Barrett has been invested in teams since he was a teenager. He managed the Donegal minors, was part of Jim McGuinness’s coaching group this year and coached Loughmacrory St Teresa’s, who won their first Tyrone county final a few weeks ago.

“Most of us, you coach the way you were coached. Do you know what I mean? For me, it was drills and skills, very linear in nature. You do drill, drill, a small-sided game moving into a big game. That linear nature of football. That is how it was done and I still see a lot of coaches would still use that template today.” 

He threw himself into the world of coach education. The GAA’s own programme, S&C courses, an MSc in Applied Sports Coaching. And more. His first publication examined developing skill within the context of a Game-Based Approach.

“One of the things that was very apparent when I was doing my research was that coaches still start from a drill. When there is a drill, a coach can control the intensity, but also, to the outside world, it looks good. Even if it actually has very little relevance to the game. Players don’t get better at doing something that is going to translate to the game.

“I don’t see the need to do fancy things that have absolutely no relevance to a football game. You go to a pitch where you see a coach with loads of cones, he has got all these moves and everything runs in tandem. It looks brilliant, but it has no relevance to the actual chaotic and messy environment of the game.

“That would be something that I would have taken with me in terms of my core beliefs, in terms of simplistic, very high-intensity decision-making training, whereby it is all about the players and fundamentally making players better. That is my north star. My guiding star.” 

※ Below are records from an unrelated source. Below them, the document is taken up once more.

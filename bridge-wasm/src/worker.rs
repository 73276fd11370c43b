//! Service worker entry point.
//!
//! Routes the worker's `install`, `activate` and `fetch` events to one
//! [`OfflineWorker`]. Only same-origin `GET` requests are intercepted; the
//! browser handles everything else as if no worker were running.

use crate::cache::WasmCacheStorage;
use crate::error::{to_js_error, WasmError};
use crate::http::{from_web_request, to_web_response, WasmFetcher};
use crate::lifecycle::ServiceWorkerHost;
use crate::{init_runtime, load_config};
use bridge_traits::http::{FetchRequest, HttpMethod};
use core_offline::{CacheManifest, OfflineWorker, WorkerPhase};
use std::rc::Rc;
use std::sync::Arc;
use tracing::{info, warn};
use wasm_bindgen::prelude::*;
use wasm_bindgen::JsCast;
use wasm_bindgen_futures::future_to_promise;
use web_sys::{Event, ExtendableEvent, FetchEvent, ServiceWorkerGlobalScope};

/// Start the offline cache worker in the current service worker scope.
///
/// Call synchronously from the worker script's top level so the lifecycle
/// listeners exist before the browser dispatches `install`.
#[wasm_bindgen]
pub fn start_service_worker(config_json: Option<String>) -> Result<(), JsValue> {
    init_runtime();
    let config = load_config(config_json)?;

    let scope = js_sys::global()
        .dyn_into::<ServiceWorkerGlobalScope>()
        .map_err(|_| WasmError::Unavailable("service worker scope".to_string()))?;
    let manifest = CacheManifest::new(&config.offline, &scope.registration().scope())
        .map_err(WasmError::from)?;
    info!(store = manifest.store_name(), "Starting offline cache worker");

    let worker = Rc::new(OfflineWorker::new(
        manifest,
        Arc::new(WasmFetcher::new()),
        Arc::new(WasmCacheStorage::new()?),
        Arc::new(ServiceWorkerHost::new(scope.clone())),
    ));

    listen(&scope, "install", {
        let worker = Rc::clone(&worker);
        move |event| {
            let worker = Rc::clone(&worker);
            wait_until(&event, async move {
                worker.install().await.map_err(to_js_error)?;
                Ok(JsValue::UNDEFINED)
            });
        }
    })?;

    listen(&scope, "activate", {
        let worker = Rc::clone(&worker);
        move |event| {
            let worker = Rc::clone(&worker);
            wait_until(&event, async move {
                worker.activate().await.map_err(to_js_error)?;
                Ok(JsValue::UNDEFINED)
            });
        }
    })?;

    listen(&scope, "fetch", move |event| {
        let Ok(event) = event.dyn_into::<FetchEvent>() else {
            return;
        };
        let Some(request) = intercepted(&worker, &event) else {
            return;
        };
        let worker = Rc::clone(&worker);
        let response = future_to_promise(async move {
            let response = worker.handle_fetch(&request).await.map_err(to_js_error)?;
            Ok(to_web_response(&response).map_err(to_js_error)?.into())
        });
        if let Err(err) = event.respond_with(&response) {
            warn!(error = ?err, "respondWith failed");
        }
    })?;

    Ok(())
}

/// The request to answer, or `None` to let the browser handle it.
fn intercepted(worker: &OfflineWorker, event: &FetchEvent) -> Option<FetchRequest> {
    if worker.phase() == WorkerPhase::Redundant {
        return None;
    }
    match from_web_request(&event.request()) {
        Ok(Some(request))
            if request.method == HttpMethod::Get
                && worker.manifest().is_same_origin(&request.url) =>
        {
            Some(request)
        }
        Ok(_) => None,
        Err(err) => {
            warn!(error = %err, "Could not read intercepted request");
            None
        }
    }
}

fn wait_until<F>(event: &Event, work: F)
where
    F: std::future::Future<Output = Result<JsValue, JsValue>> + 'static,
{
    let Some(event) = event.dyn_ref::<ExtendableEvent>() else {
        return;
    };
    if let Err(err) = event.wait_until(&future_to_promise(work)) {
        warn!(error = ?err, "waitUntil failed");
    }
}

fn listen(
    scope: &ServiceWorkerGlobalScope,
    kind: &str,
    handler: impl FnMut(Event) + 'static,
) -> Result<(), JsValue> {
    let closure = Closure::<dyn FnMut(Event)>::new(handler);
    scope.add_event_listener_with_callback(kind, closure.as_ref().unchecked_ref())?;
    // The worker lives as long as its scope.
    closure.forget();
    Ok(())
}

This is the modern order now. Kerry’s All-Ireland winning coach is Cian O’Neill, who is also the head of the Department of Sport, Leisure, and Childhood Studies at MTU. Barrett is currently doing the MSc in Skill Acquisition for Sport at the same college. The Limerick footballers have a designated Skill Acquisition coach on their ticket, Evan Talty.

“Look at GAA teams now. Sports psychologists, S&C coaches, performance analysts, all often holders of high degrees of education. But then you look at your coaching team, and it doesn’t necessarily translate. I was looking at it from a point of view.” 

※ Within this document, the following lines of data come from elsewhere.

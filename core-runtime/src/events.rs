//! # Event Bus System
//!
//! Typed events published by the player and the offline cache worker over a
//! `tokio::sync::broadcast` channel.
//!
//! ## Overview
//!
//! The bus is optional for every producer: the controller and the worker emit
//! only when one was attached with `with_event_bus`. Hosts subscribe to drive
//! analytics, debug panels or tests. Emitting with no subscribers is not an
//! error for producers; they ignore the `SendError`.
//!
//! ## Usage
//!
//! ```rust
//! use core_runtime::events::{CoreEvent, EventBus, SleepTimerEvent};
//!
//! # #[tokio::main(flavor = "current_thread")]
//! # async fn main() {
//! let bus = EventBus::new(16);
//! let mut stream = bus.subscribe();
//!
//! bus.emit(CoreEvent::SleepTimer(SleepTimerEvent::Expired)).ok();
//!
//! let event = stream.recv().await.unwrap();
//! assert_eq!(event, CoreEvent::SleepTimer(SleepTimerEvent::Expired));
//! # }
//! ```
//!
//! ## Error Handling
//!
//! - **`RecvError::Lagged(n)`**: the subscriber missed `n` events; it can keep
//!   receiving.
//! - **`RecvError::Closed`**: every sender was dropped.

use bridge_traits::playback::MediaErrorKind;
use serde::{Deserialize, Serialize};
use std::fmt;
use tokio::sync::broadcast;

pub use tokio::sync::broadcast::error::{RecvError, SendError};
pub use tokio::sync::broadcast::Receiver;

pub use crate::config::DEFAULT_EVENT_BUFFER_SIZE;

// ============================================================================
// Core Event Types
// ============================================================================

/// Top-level event enum.
#[derive(Debug, Clone, Serialize, Deserialize, PartialEq, Eq)]
#[serde(tag = "type", content = "payload")]
pub enum CoreEvent {
    /// Playlist and transport events
    Player(PlayerEvent),
    /// Sleep-timer events
    SleepTimer(SleepTimerEvent),
    /// Offline cache worker events
    Offline(OfflineEvent),
}

impl CoreEvent {
    /// Returns a human-readable description of the event.
    pub fn description(&self) -> &str {
        match self {
            CoreEvent::Player(e) => e.description(),
            CoreEvent::SleepTimer(e) => e.description(),
            CoreEvent::Offline(e) => e.description(),
        }
    }

    /// Returns the severity level of the event.
    pub fn severity(&self) -> EventSeverity {
        match self {
            CoreEvent::Player(PlayerEvent::MediaError { .. }) => EventSeverity::Error,
            CoreEvent::Offline(OfflineEvent::InstallFailed { .. }) => EventSeverity::Error,
            CoreEvent::Player(PlayerEvent::UploadRejected { .. }) => EventSeverity::Warning,
            CoreEvent::Player(PlayerEvent::PlaybackBlocked { .. }) => EventSeverity::Warning,
            CoreEvent::Offline(OfflineEvent::FallbackServed { .. }) => EventSeverity::Warning,
            CoreEvent::SleepTimer(SleepTimerEvent::Expired) => EventSeverity::Info,
            CoreEvent::Offline(OfflineEvent::Installed { .. })
            | CoreEvent::Offline(OfflineEvent::Activated { .. }) => EventSeverity::Info,
            _ => EventSeverity::Debug,
        }
    }
}

impl fmt::Display for CoreEvent {
    fn fmt(&self, f: &mut fmt::Formatter<'_>) -> fmt::Result {
        f.write_str(self.description())
    }
}

/// Event severity levels for filtering and logging.
#[derive(Debug, Clone, Copy, PartialEq, Eq, PartialOrd, Ord, Serialize, Deserialize)]
pub enum EventSeverity {
    Debug,
    Info,
    Warning,
    Error,
}

// ============================================================================
// Player Events
// ============================================================================

#[derive(Debug, Clone, Serialize, Deserialize, PartialEq, Eq)]
pub enum PlayerEvent {
    /// A validated file was appended to the playlist.
    TrackAdded {
        track_id: String,
        name: String,
        index: usize,
    },
    /// A file was refused during upload.
    UploadRejected { file_name: String, reason: String },
    /// The media element was pointed at a track.
    TrackLoaded { track_id: String, index: usize },
    /// Playback started or resumed.
    PlaybackStarted { track_id: String },
    /// Playback paused or stopped.
    PlaybackPaused { track_id: String },
    /// The host refused autonomous playback.
    PlaybackBlocked { track_id: String },
    /// A track left the playlist.
    TrackRemoved { track_id: String, index: usize },
    /// The last track left the playlist.
    PlaylistCleared,
    /// The active track failed to load or play.
    MediaError {
        track_id: Option<String>,
        kind: MediaErrorKind,
    },
}

impl PlayerEvent {
    pub fn description(&self) -> &str {
        match self {
            PlayerEvent::TrackAdded { .. } => "Track added to playlist",
            PlayerEvent::UploadRejected { .. } => "Upload rejected",
            PlayerEvent::TrackLoaded { .. } => "Track loaded",
            PlayerEvent::PlaybackStarted { .. } => "Playback started",
            PlayerEvent::PlaybackPaused { .. } => "Playback paused",
            PlayerEvent::PlaybackBlocked { .. } => "Playback blocked by host",
            PlayerEvent::TrackRemoved { .. } => "Track removed from playlist",
            PlayerEvent::PlaylistCleared => "Playlist cleared",
            PlayerEvent::MediaError { .. } => "Media error",
        }
    }
}

// ============================================================================
// Sleep Timer Events
// ============================================================================

#[derive(Debug, Clone, Serialize, Deserialize, PartialEq, Eq)]
pub enum SleepTimerEvent {
    /// A countdown started, replacing any earlier one.
    Started { seconds: u32 },
    /// The countdown reached zero.
    Expired,
}

impl SleepTimerEvent {
    pub fn description(&self) -> &str {
        match self {
            SleepTimerEvent::Started { .. } => "Sleep timer started",
            SleepTimerEvent::Expired => "Sleep timer expired",
        }
    }
}

// ============================================================================
// Offline Cache Events
// ============================================================================

#[derive(Debug, Clone, Serialize, Deserialize, PartialEq, Eq)]
pub enum OfflineEvent {
    /// Every listed asset was stored.
    Installed { store: String, assets: usize },
    /// Install did not complete; the version is not cache-ready.
    InstallFailed { store: String, reason: String },
    /// Stale stores were purged and clients claimed.
    Activated { store: String, purged: Vec<String> },
    /// A request was answered from the store.
    ServedFromCache { url: String },
    /// A navigation failed and the offline document was served.
    FallbackServed { url: String },
}

impl OfflineEvent {
    pub fn description(&self) -> &str {
        match self {
            OfflineEvent::Installed { .. } => "Offline cache installed",
            OfflineEvent::InstallFailed { .. } => "Offline cache install failed",
            OfflineEvent::Activated { .. } => "Offline cache activated",
            OfflineEvent::ServedFromCache { .. } => "Served from offline cache",
            OfflineEvent::FallbackServed { .. } => "Served offline fallback page",
        }
    }
}

// ============================================================================
// Event Bus
// ============================================================================

/// Central broadcast channel for [`CoreEvent`]s.
#[derive(Clone)]
pub struct EventBus {
    sender: broadcast::Sender<CoreEvent>,
}

impl EventBus {
    /// Creates a new event bus; `capacity` bounds how far a subscriber may
    /// fall behind before it sees `RecvError::Lagged`.
    pub fn new(capacity: usize) -> Self {
        let (sender, _) = broadcast::channel(capacity);
        Self { sender }
    }

    /// Publishes an event to all subscribers.
    ///
    /// Returns the number of subscribers that received the event, or an error
    /// if there are none.
    pub fn emit(&self, event: CoreEvent) -> Result<usize, SendError<CoreEvent>> {
        self.sender.send(event)
    }

    /// Creates a new subscriber. Past events are not replayed.
    pub fn subscribe(&self) -> Receiver<CoreEvent> {
        self.sender.subscribe()
    }

    /// Returns the number of active subscribers.
    pub fn subscriber_count(&self) -> usize {
        self.sender.receiver_count()
    }
}

impl Default for EventBus {
    fn default() -> Self {
        Self::new(DEFAULT_EVENT_BUFFER_SIZE)
    }
}

impl fmt::Debug for EventBus {
    fn fmt(&self, f: &mut fmt::Formatter<'_>) -> fmt::Result {
        f.debug_struct("EventBus")
            .field("subscriber_count", &self.subscriber_count())
            .finish()
    }
}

What does a GBA session look like? Take something as simple as a warm-up. Barrett will break the squad into two teams in a circle, doing various skills at high intensity. The constraint could be that they can only pass to their team. With Loughmacrory, it became second nature that their warm-up could be anything. They could not predict it. They adapt to it.

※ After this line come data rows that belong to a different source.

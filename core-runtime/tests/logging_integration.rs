//! Integration tests for logging initialisation.

use core_runtime::logging::{init_logging, LogFormat, LogLevel, LoggingConfig};
use core_runtime::Error;

#[test]
fn init_succeeds_once_then_reports_config_error() {
    let config = LoggingConfig::default()
        .with_format(LogFormat::Compact)
        .with_level(LogLevel::Debug);

    init_logging(config.clone()).expect("first initialisation");
    tracing::info!(target: "core_runtime", "logging initialised");

    match init_logging(config) {
        Err(Error::Config(message)) => assert!(message.contains("Failed to initialize logging")),
        other => panic!("expected config error, got {other:?}"),
    }
}

#[test]
fn invalid_filter_is_rejected() {
    // Filter parsing fails before any subscriber is installed.
    let config = LoggingConfig::default().with_filter("core_playback=loudest");
    let result = init_logging(config);
    assert!(matches!(result, Err(Error::Config(_))));
}
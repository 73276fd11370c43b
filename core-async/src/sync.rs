//! Synchronization primitives.
//!
//! - Native: `tokio::sync::Mutex`, `Send + Sync`, safe to hold across awaits.
//! - WASM: `futures::lock::Mutex`, single-threaded but with the same
//!   `lock().await` surface.

#[cfg(not(target_arch = "wasm32"))]
pub use tokio::sync::{Mutex, MutexGuard};

#[cfg(target_arch = "wasm32")]
pub use futures::lock::{Mutex, MutexGuard};
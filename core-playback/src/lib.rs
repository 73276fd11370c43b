//! # Playlist & Transport Module
//!
//! Page-side player core: upload validation, playlist bookkeeping, transport
//! controls and the sleep timer.
//!
//! ## Overview
//!
//! This module handles:
//! - Validating uploaded files by media type, extension and size
//! - Keeping the current selection valid across insert/remove/navigate
//! - Driving the host media element through [`bridge_traits::MediaElement`]
//! - A one-shot sleep timer that pauses playback on expiry
//! - Deriving the [`bridge_traits::PlayerView`] rendered by the host
//!
//! Audio decoding is left to the host media element.

pub mod binding;
pub mod controller;
pub mod error;
pub mod playlist;
pub mod sleep_timer;
pub mod track;
pub mod view;

pub use binding::InlineBinder;
pub use controller::{ErrorSkip, PlayerController, PlayerState, UploadRejection, UploadReport};
pub use error::{PlaybackError, Result};
pub use playlist::{Playlist, Removal};
pub use sleep_timer::{parse_minutes, SleepTimer, TimerGeneration, TimerState, TimerTick};
pub use track::{mime_for_extension, validate_upload, TrackId, TrackRecord};
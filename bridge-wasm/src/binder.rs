//! Object URL binding for uploaded files.

use crate::error::js_error;
use async_trait::async_trait;
use bridge_traits::error::Result as BridgeResult;
use bridge_traits::storage::{ResourceBinder, ResourceLocator, UploadedFile};
use js_sys::{Array, Uint8Array};
use tracing::{debug, warn};
use web_sys::{Blob, BlobPropertyBag, Url};

/// Binds uploads to session-scoped `blob:` URLs.
///
/// Each URL pins its bytes in browser memory until [`release`] revokes it.
///
/// [`release`]: ResourceBinder::release
#[derive(Debug, Default, Clone, Copy)]
pub struct ObjectUrlBinder;

impl ObjectUrlBinder {
    /// Create a binder.
    pub fn new() -> Self {
        Self
    }
}

#[async_trait(?Send)]
impl ResourceBinder for ObjectUrlBinder {
    async fn bind(&self, file: &UploadedFile, mime_type: &str) -> BridgeResult<ResourceLocator> {
        let parts = Array::of1(&Uint8Array::from(file.data.as_ref()));
        let options = BlobPropertyBag::new();
        options.set_type(mime_type);

        let blob = Blob::new_with_u8_array_sequence_and_options(&parts, &options)
            .map_err(|err| js_error("create blob", err))?;
        let url = Url::create_object_url_with_blob(&blob)
            .map_err(|err| js_error("create object URL", err))?;

        debug!(file = %file.name, %url, "Bound upload");
        Ok(ResourceLocator::new(url))
    }

    fn release(&self, locator: &ResourceLocator) {
        if let Err(err) = Url::revoke_object_url(locator.as_str()) {
            warn!(url = %locator, error = ?err, "Could not revoke object URL");
        }
    }
}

That is the crux of the thing. Gaelic football is organised chaos. The methodology can only account for so much of the madness. That means getting comfortable with training looking messy.

“It’s never a game of perfect. If you’re getting into a session where you’re demanding perfection, it is very difficult to get perfection and what you’ll find as well is that the harder we would say maybe push the players in terms of intensity, at the very start, the more the whole thing is likely to break down.” 

Underpinning all of this is a drive to improve. A quiet obsession is taking hold across the country.

“Some clubs and counties really latch on to it. There are going to be clubs and counties that might be a bit slower to latch on to it, but I do see it only going one way. The thirst for knowledge from players is staggering to me, the level of information that they demand, the professionalism that they want to work with, it really is huge. If you can’t provide that players will soon realise you haven’t been putting in the work or you don’t know what you’re talking about. Coaches will continue to upskill because ultimately, I always say this, coaching is one of the most selfless acts you can do. You’re basically dedicating your time and you’re dedicating resources to better yourself, but the reason you’re bettering yourself is to better others.

“I know there is talk about (banning) outside managers and coaches in the GAA. I don’t think that is going to be a runner. There are coaches out there who want to coach and just want to get involved in teams. They don’t all have an opportunity to coach their own clubs. They want to keep getting better. This is going one way.”